O escritório de contabilidade responsável pela contabilidade da empresa deve verificar os balancetes contábeis anualmente e averiguar qual seria a tributação em cada um dos regimes, para, dessa forma, fazer um comparativo.

Como escolher o melhor regime tributário?

O ideal é apoiar-se numa boa assessoria contábil, pois um escritório de contabilidade experiente levará em conta todos os fatores necessários, incluindo a legislação vigente, a situação atual da empresa e as particularidades do negócio.

No que diz respeito às micro e pequenas empresas, muitos empreendedores têm a ideia de que o Simples Nacional é o melhor regime. Apesar de isso ser verdade em muitos dos casos, nem sempre é assim. 

O Simples Nacional possui algumas restrições e existem situações em que até mesmo o Lucro Real pode ser mais vantajoso. Isso acontece quando o lucro efetivo da empresa é consideravelmente menor do que o lucro presumido para sua área de atuação. Caso você ainda não esteja familiarizado com esses termos, vamos explicar melhor.

Existem alíquotas que são definidas a partir do lucro que se espera que o negócio tenha. Essa estimativa é feita a partir da atividade da empresa. Esse é o caso do Lucro Presumido, em que, como o próprio nome já diz, as taxas a serem pagas variam de acordo com o que se presume que a empresa tenha de lucro a partir da sua área de atuação.

No entanto, pode ser que o lucro do seu negócio seja consideravelmente menor do que se é esperado para a área de atuação. Isso acontece quando a empresa tem muitos gastos com funcionários ou fornecedores, por exemplo.

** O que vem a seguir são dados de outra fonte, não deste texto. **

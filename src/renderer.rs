use ratatui::{
    Frame,
    layout::{Alignment, Rect},
    style::{Color, Modifier, Style, Stylize},
    text::{Line, Span},
    widgets::{Block, Borders, Paragraph},
};

use crate::entities::{Bounds, HostileKind};
use crate::game::{DrawKind, Drawable, MatchState, MatchStatus};

/// Simulation pixels covered by one terminal cell horizontally
pub const CELL_WIDTH: i32 = 8;
/// Simulation pixels covered by one terminal cell vertically
pub const CELL_HEIGHT: i32 = 16;
/// Rows reserved above (HUD) and below (controls hint) the play field
pub const HUD_ROWS: u16 = 1;
pub const HINT_ROWS: u16 = 1;

const ORANGE: Color = Color::Rgb(255, 165, 0);
const BUTTON_WIDTH: u16 = 17;
const BUTTON_HEIGHT: u16 = 3;

/// Play field size in simulation pixels for a terminal of the given size
pub fn play_area_for_terminal(columns: u16, rows: u16) -> (i32, i32) {
    let field_rows = rows.saturating_sub(HUD_ROWS + HINT_ROWS);
    (
        i32::from(columns) * CELL_WIDTH,
        i32::from(field_rows) * CELL_HEIGHT,
    )
}

/// Terminal rectangle that holds the play field
pub fn play_field(area: Rect) -> Rect {
    Rect {
        x: area.x,
        y: area.y + HUD_ROWS.min(area.height),
        width: area.width,
        height: area.height.saturating_sub(HUD_ROWS + HINT_ROWS),
    }
}

/// Cells covered by a bounding box, clipped to the play field
pub fn cells_for(bounds: &Bounds, field: Rect) -> Option<Rect> {
    let first_col = bounds.left().div_euclid(CELL_WIDTH).max(0);
    let last_col = (bounds.right() - 1)
        .div_euclid(CELL_WIDTH)
        .min(i32::from(field.width) - 1);
    let first_row = bounds.top().div_euclid(CELL_HEIGHT).max(0);
    let last_row = (bounds.bottom() - 1)
        .div_euclid(CELL_HEIGHT)
        .min(i32::from(field.height) - 1);

    if first_col > last_col || first_row > last_row {
        return None;
    }
    // All four values are now within the u16-sized field
    Some(Rect {
        x: field.x + first_col as u16,
        y: field.y + first_row as u16,
        width: (last_col - first_col + 1) as u16,
        height: (last_row - first_row + 1) as u16,
    })
}

/// Clickable buttons on the main menu
#[derive(Debug, Clone, Copy, PartialEq, Eq)]
pub struct MainMenuLayout {
    pub title: Rect,
    pub play: Rect,
    pub quit: Rect,
}

impl MainMenuLayout {
    pub fn new(area: Rect) -> Self {
        Self {
            title: row_at(area, area.height / 4),
            play: button_at(area, (area.height / 2).saturating_sub(1)),
            quit: button_at(area, area.height / 2 + BUTTON_HEIGHT),
        }
    }
}

/// Clickable buttons on the game over screen
#[derive(Debug, Clone, Copy, PartialEq, Eq)]
pub struct GameOverLayout {
    pub title: Rect,
    pub score: Rect,
    pub retry: Rect,
    pub main_menu: Rect,
}

impl GameOverLayout {
    pub fn new(area: Rect) -> Self {
        let top = area.height / 4;
        Self {
            title: row_at(area, top),
            score: row_at(area, top + 2),
            retry: button_at(area, top + 4),
            main_menu: button_at(area, top + 4 + BUTTON_HEIGHT + 1),
        }
    }
}

pub fn contains(rect: Rect, column: u16, row: u16) -> bool {
    column >= rect.x
        && column < rect.x.saturating_add(rect.width)
        && row >= rect.y
        && row < rect.y.saturating_add(rect.height)
}

fn row_at(area: Rect, y: u16) -> Rect {
    Rect {
        x: area.x,
        y: area.y + y.min(area.height.saturating_sub(1)),
        width: area.width,
        height: area.height.min(1),
    }
    .intersection(area)
}

fn button_at(area: Rect, y: u16) -> Rect {
    let width = BUTTON_WIDTH.min(area.width);
    Rect {
        x: area.x + (area.width - width) / 2,
        y: area.y + y,
        width,
        height: BUTTON_HEIGHT,
    }
    .intersection(area)
}

/// What the current screen needs to draw
pub enum RenderView<'a> {
    MainMenu,
    Match {
        drawables: &'a [Drawable],
        status: MatchStatus,
    },
    GameOver {
        status: MatchStatus,
    },
}

/// Handles all rendering responsibilities for the game
#[derive(Debug, Default)]
pub struct GameRenderer;

impl GameRenderer {
    pub fn new() -> Self {
        Self
    }

    /// Main render method that dispatches to screen-specific renderers
    pub fn render(&self, frame: &mut Frame, view: &RenderView) {
        let area = frame.area();
        match view {
            RenderView::MainMenu => self.render_main_menu(frame, area),
            RenderView::Match { drawables, status } => {
                self.render_match(frame, area, drawables, status);
                if status.state == MatchState::Paused {
                    self.render_paused(frame, area);
                }
            }
            RenderView::GameOver { status } => self.render_game_over(frame, area, status),
        }
    }

    fn render_main_menu(&self, frame: &mut Frame, area: Rect) {
        let layout = MainMenuLayout::new(area);

        frame.render_widget(
            Paragraph::new(Line::from("GALACTIC DEFENDER").bold().yellow()).centered(),
            layout.title,
        );
        self.render_button(frame, layout.play, "Play", Color::Green);
        self.render_button(frame, layout.quit, "Quit", Color::Red);
    }

    fn render_button(&self, frame: &mut Frame, rect: Rect, label: &str, color: Color) {
        let style = Style::default()
            .fg(Color::Black)
            .bg(color)
            .add_modifier(Modifier::BOLD);
        frame.render_widget(
            Paragraph::new(Line::from(label))
                .style(style)
                .alignment(Alignment::Center)
                .block(Block::default().borders(Borders::ALL).border_style(style)),
            rect,
        );
    }

    /// Renders the active play field and HUD
    fn render_match(
        &self,
        frame: &mut Frame,
        area: Rect,
        drawables: &[Drawable],
        status: &MatchStatus,
    ) {
        let field = play_field(area);
        let buffer = frame.buffer_mut();

        for drawable in drawables {
            let Some(cells) = cells_for(&drawable.bounds, field) else {
                continue;
            };
            let (glyph, color) = match drawable.kind {
                DrawKind::Player => ('A', Color::Green),
                DrawKind::Projectile => ('|', Color::Green),
                DrawKind::Hostile(HostileKind::Scout) => ('V', Color::Red),
                DrawKind::Hostile(HostileKind::Raider) => ('=', ORANGE),
                DrawKind::Hostile(HostileKind::Brute) => ('#', Color::Blue),
            };
            let style = Style::default().fg(color).add_modifier(Modifier::BOLD);
            let row_text = glyph.to_string().repeat(usize::from(cells.width));
            for row in cells.y..cells.y + cells.height {
                buffer.set_string(cells.x, row, &row_text, style);
            }
        }

        let hud_area = Rect {
            x: area.x + 1,
            y: area.y,
            width: area.width.saturating_sub(2),
            height: HUD_ROWS.min(area.height),
        };

        let score = Line::from(vec![
            Span::styled("Score: ", Style::default().fg(Color::DarkGray)),
            Span::styled(
                format!("{}", status.score),
                Style::default()
                    .fg(Color::Yellow)
                    .add_modifier(Modifier::BOLD),
            ),
        ]);
        let wave = Line::from(vec![
            Span::styled("Wave: ", Style::default().fg(Color::DarkGray)),
            Span::styled(
                format!("{}", status.wave),
                Style::default().fg(ORANGE).add_modifier(Modifier::BOLD),
            ),
        ]);
        let lives = Line::from(vec![
            Span::styled("Lives: ", Style::default().fg(Color::DarkGray)),
            Span::styled(
                format!("{}", status.lives),
                Style::default()
                    .fg(Color::Green)
                    .add_modifier(Modifier::BOLD),
            ),
        ]);

        frame.render_widget(Paragraph::new(score), hud_area);
        frame.render_widget(Paragraph::new(wave).centered(), hud_area);
        frame.render_widget(Paragraph::new(lives).alignment(Alignment::Right), hud_area);

        // Controls hint at bottom
        let controls = Line::from(vec![Span::styled(
            "[A/D/Arrows: Move] [Space: Fire] [Esc/P: Pause] [Q: Quit]",
            Style::default().fg(Color::DarkGray),
        )]);

        let controls_area = Rect {
            x: area.x + 1,
            y: area.y + area.height.saturating_sub(HINT_ROWS),
            width: area.width.saturating_sub(2),
            height: HINT_ROWS.min(area.height),
        };

        frame.render_widget(Paragraph::new(controls).centered(), controls_area);
    }

    /// Renders the pause overlay on top of the frozen play field
    fn render_paused(&self, frame: &mut Frame, area: Rect) {
        let pause_text = vec![
            Line::from(""),
            Line::from("PAUSED").centered().bold().white(),
            Line::from(""),
            Line::from("Press ESC to continue").centered().white(),
        ];

        let width = area.width.min(30);
        let height = area.height.min(6);
        let pause_area = Rect {
            x: area.x + (area.width - width) / 2,
            y: area.y + (area.height - height) / 2,
            width,
            height,
        };

        frame.render_widget(
            Paragraph::new(pause_text)
                .block(
                    Block::default()
                        .borders(Borders::ALL)
                        .border_style(Style::default().fg(Color::White)),
                )
                .alignment(Alignment::Center),
            pause_area,
        );
    }

    /// Renders the game over screen
    fn render_game_over(&self, frame: &mut Frame, area: Rect, status: &MatchStatus) {
        let layout = GameOverLayout::new(area);

        frame.render_widget(
            Paragraph::new(Line::from("GAME OVER").red().bold()).centered(),
            layout.title,
        );
        frame.render_widget(
            Paragraph::new(
                Line::from(format!(
                    "Final Score: {}  (wave {})",
                    status.score, status.wave
                ))
                .white()
                .bold(),
            )
            .centered(),
            layout.score,
        );
        self.render_button(frame, layout.retry, "Retry", Color::Green);
        self.render_button(frame, layout.main_menu, "Main Menu", Color::Blue);
    }
}

#[cfg(test)]
mod tests {
    use super::*;

    fn field() -> Rect {
        Rect::new(0, 1, 80, 22)
    }

    #[test]
    fn test_play_area_for_terminal() {
        assert_eq!(play_area_for_terminal(80, 24), (640, 352));
        assert_eq!(play_area_for_terminal(80, 1), (640, 0));
    }

    #[test]
    fn test_play_field_leaves_room_for_hud() {
        let field = play_field(Rect::new(0, 0, 80, 24));
        assert_eq!(field, Rect::new(0, 1, 80, 22));
    }

    #[test]
    fn test_cells_for_visible_box() {
        // 30x30 px box at (16, 32) spans columns 2..=5 and rows 2..=3
        let cells = cells_for(&Bounds::new(16, 32, 30, 30), field()).unwrap();
        assert_eq!(cells, Rect::new(2, 3, 4, 2));
    }

    #[test]
    fn test_cells_for_box_above_field_is_hidden() {
        assert_eq!(cells_for(&Bounds::new(100, -65, 30, 30), field()), None);
    }

    #[test]
    fn test_cells_for_clips_partially_visible_box() {
        let cells = cells_for(&Bounds::new(100, -10, 30, 30), field()).unwrap();
        assert_eq!(cells.y, 1);
        assert_eq!(cells.height, 2);
    }

    #[test]
    fn test_cells_for_clips_right_edge() {
        let cells = cells_for(&Bounds::new(630, 0, 40, 16), field()).unwrap();
        assert_eq!(cells.x + cells.width, 80);
    }

    #[test]
    fn test_menu_buttons_do_not_overlap() {
        let layout = MainMenuLayout::new(Rect::new(0, 0, 80, 24));
        assert!(!layout.play.intersects(layout.quit));
        let center = layout.play.x + layout.play.width / 2;
        assert!(contains(layout.play, center, layout.play.y + 1));
        assert!(!contains(layout.play, center, layout.quit.y + 1));

        let layout = GameOverLayout::new(Rect::new(0, 0, 80, 24));
        assert!(!layout.retry.intersects(layout.main_menu));
    }
}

Portanto, nesse caso, o Lucro Real faria mais sentido. Para muitos empreendedores, o ponto negativo do Lucro Real é o rigor com que a documentação financeira deve ser apresentada. Nesse regime tributário é preciso conferir todos os comprovantes e calcular cuidadosamente todas as receitas e despesas. 

Porém, como dissemos, se o lucro real for consideravelmente menor em relação ao lucro presumido, o trabalho de reunir e organizar a documentação vale a pena diante da economia em impostos. 

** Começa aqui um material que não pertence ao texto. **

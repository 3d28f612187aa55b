use crossterm::event::{
    self, Event, KeyCode, KeyEvent, KeyEventKind, KeyModifiers, MouseButton, MouseEvent,
    MouseEventKind,
};
use std::time::Duration;

use crate::app::Screen;

/// Represents semantic game actions that can be triggered by input
#[derive(Debug, Clone, Copy, PartialEq, Eq)]
pub enum InputAction {
    MoveLeft,
    MoveRight,
    Fire,
    TogglePause,
    Play,
    Retry,
    MainMenu,
    Quit,
    /// Left click at a terminal cell
    Click { column: u16, row: u16 },
}

/// Tracks the state of keys that can be held down for continuous input
#[derive(Debug, Default)]
struct KeyState {
    left: bool,
    right: bool,
    fire: bool,
}

/// Manages input polling and translates raw terminal events into game actions
pub struct InputManager {
    key_state: KeyState,
    oneshot_actions: Vec<InputAction>,
    /// Whether the terminal sends key release events
    reports_releases: bool,
}

impl Default for InputManager {
    fn default() -> Self {
        Self::new(false)
    }
}

impl InputManager {
    /// Without release events every press (or auto-repeat) counts for a single frame.
    pub fn new(reports_releases: bool) -> Self {
        Self {
            key_state: KeyState::default(),
            oneshot_actions: Vec::new(),
            reports_releases,
        }
    }

    /// Polls for all input events and stores one-shot actions
    /// Should be called once per frame before getting actions
    pub fn poll_events(&mut self, screen: Screen) -> color_eyre::Result<()> {
        self.begin_frame();

        // Poll for all available events without blocking
        while event::poll(Duration::from_millis(0))? {
            self.handle_event(event::read()?, screen);
        }

        Ok(())
    }

    /// Clears the previous frame's one-shot actions
    fn begin_frame(&mut self) {
        self.oneshot_actions.clear();
        if !self.reports_releases {
            self.key_state = KeyState::default();
        }
    }

    /// Feeds one terminal event through the key and mouse mappings
    pub fn handle_event(&mut self, event: Event, screen: Screen) {
        match event {
            Event::Key(key_event) => self.handle_key_event(key_event, screen),
            Event::Mouse(mouse_event) => self.handle_mouse_event(mouse_event),
            _ => {}
        }
    }

    fn handle_mouse_event(&mut self, mouse_event: MouseEvent) {
        if let MouseEventKind::Down(MouseButton::Left) = mouse_event.kind {
            self.oneshot_actions.push(InputAction::Click {
                column: mouse_event.column,
                row: mouse_event.row,
            });
        }
    }

    /// Processes a key event and updates key state and one-shot actions
    fn handle_key_event(&mut self, key_event: KeyEvent, screen: Screen) {
        match key_event.kind {
            KeyEventKind::Press => self.handle_key_press(key_event, screen),
            KeyEventKind::Repeat => {
                if screen == Screen::Playing {
                    self.handle_held_key(key_event.code);
                }
            }
            KeyEventKind::Release => self.handle_key_release(key_event.code),
        }
    }

    /// Handles key press events
    fn handle_key_press(&mut self, key_event: KeyEvent, screen: Screen) {
        // Check for quit keys first (works in any state)
        if matches!(key_event.code, KeyCode::Char('q') | KeyCode::Char('Q'))
            || (key_event.code == KeyCode::Char('c')
                && key_event.modifiers.contains(KeyModifiers::CONTROL))
        {
            self.oneshot_actions.push(InputAction::Quit);
            return;
        }

        // State-specific one-shot actions
        let action = match screen {
            Screen::MainMenu => match key_event.code {
                KeyCode::Enter | KeyCode::Char('p') | KeyCode::Char('P') => Some(InputAction::Play),
                _ => None,
            },
            Screen::Playing | Screen::Paused => match key_event.code {
                KeyCode::Esc | KeyCode::Char('p') | KeyCode::Char('P') => {
                    Some(InputAction::TogglePause)
                }
                _ => None,
            },
            Screen::GameOver => match key_event.code {
                KeyCode::Enter | KeyCode::Char('r') | KeyCode::Char('R') => {
                    Some(InputAction::Retry)
                }
                KeyCode::Char('m') | KeyCode::Char('M') => Some(InputAction::MainMenu),
                _ => None,
            },
        };
        if let Some(action) = action {
            self.oneshot_actions.push(action);
            return;
        }

        // Continuous action keys (only tracked while playing)
        if screen == Screen::Playing {
            self.handle_held_key(key_event.code);
        }
    }

    fn handle_held_key(&mut self, code: KeyCode) {
        match code {
            KeyCode::Char('a') | KeyCode::Char('A') | KeyCode::Left => {
                self.key_state.left = true;
                self.key_state.right = false;
            }
            KeyCode::Char('d') | KeyCode::Char('D') | KeyCode::Right => {
                self.key_state.right = true;
                self.key_state.left = false;
            }
            KeyCode::Char(' ') => {
                self.key_state.fire = true;
            }
            _ => {}
        }
    }

    /// Handles key release events
    fn handle_key_release(&mut self, code: KeyCode) {
        match code {
            KeyCode::Char('a') | KeyCode::Char('A') | KeyCode::Left => {
                self.key_state.left = false;
            }
            KeyCode::Char('d') | KeyCode::Char('D') | KeyCode::Right => {
                self.key_state.right = false;
            }
            KeyCode::Char(' ') => {
                self.key_state.fire = false;
            }
            _ => {}
        }
    }

    /// Returns all actions for this frame (both continuous and one-shot)
    /// Must be called after poll_events()
    pub fn get_actions(&self, screen: Screen) -> Vec<InputAction> {
        let mut actions = Vec::new();

        // Add one-shot actions first
        actions.extend_from_slice(&self.oneshot_actions);

        // Add continuous actions based on held keys (only while playing)
        if screen == Screen::Playing {
            if self.key_state.left {
                actions.push(InputAction::MoveLeft);
            }
            if self.key_state.right {
                actions.push(InputAction::MoveRight);
            }
            if self.key_state.fire {
                actions.push(InputAction::Fire);
            }
        }

        actions
    }
}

Quais são os regimes tributários para empresas?

Simples Nacional

Este é o regime tributário com a agenda fiscal mais descomplicada. Ele unifica oito impostos (PIS, COFINS, IPI, ICMS, CSLL, ISS, IRPJ e CPP), que são pagos por meio de uma guia única, o Documento de Arrecadação do Simples Nacional (DAS). 

No caso do Simples Nacional a alíquota dos impostos depende da faixa de faturamento da empresa.

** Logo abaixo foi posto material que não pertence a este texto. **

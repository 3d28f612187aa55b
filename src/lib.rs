// Public API used by the binary and the integration tests
pub use app::{App, Screen, frames_per_second};
pub use audio::{AudioManager, Sound};
pub use collision::{CollisionReport, CollisionResolver};
pub use config::{GameConfig, PlayArea};
pub use entities::{
    Actor, Bounds, Direction, Entity, Hostile, HostileKind, PLAYER_HEIGHT, PLAYER_WIDTH,
    Projectile,
};
pub use error::{ConfigError, InvalidHostileKind};
pub use game::{
    DrawKind, Drawable, MatchController, MatchEvent, MatchState, MatchStatus, TickInput,
    TickReport,
};
pub use input::{InputAction, InputManager};
pub use renderer::play_area_for_terminal;
pub use wave::{WaveDirector, wave_size};

pub mod app;
pub mod audio;
pub mod collision;
pub mod config;
pub mod entities;
pub mod error;
pub mod game;
pub mod input;
pub mod renderer;
pub mod wave;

Restrições para escolher o Simples Nacional

Existem algumas restrições para a adesão ao Simples Nacional. A primeira delas diz respeito ao faturamento. Apenas microempresas (ME) e empresas de pequeno porte (EPP) podem fazer a adesão.

Para microempresas (ME) o faturamento no ano/calendário anterior não pode exceder R$ 360.000,00. Para pequenas empresas (EPP) o limite máximo de receita bruta anual é R$ 4.800.000,00.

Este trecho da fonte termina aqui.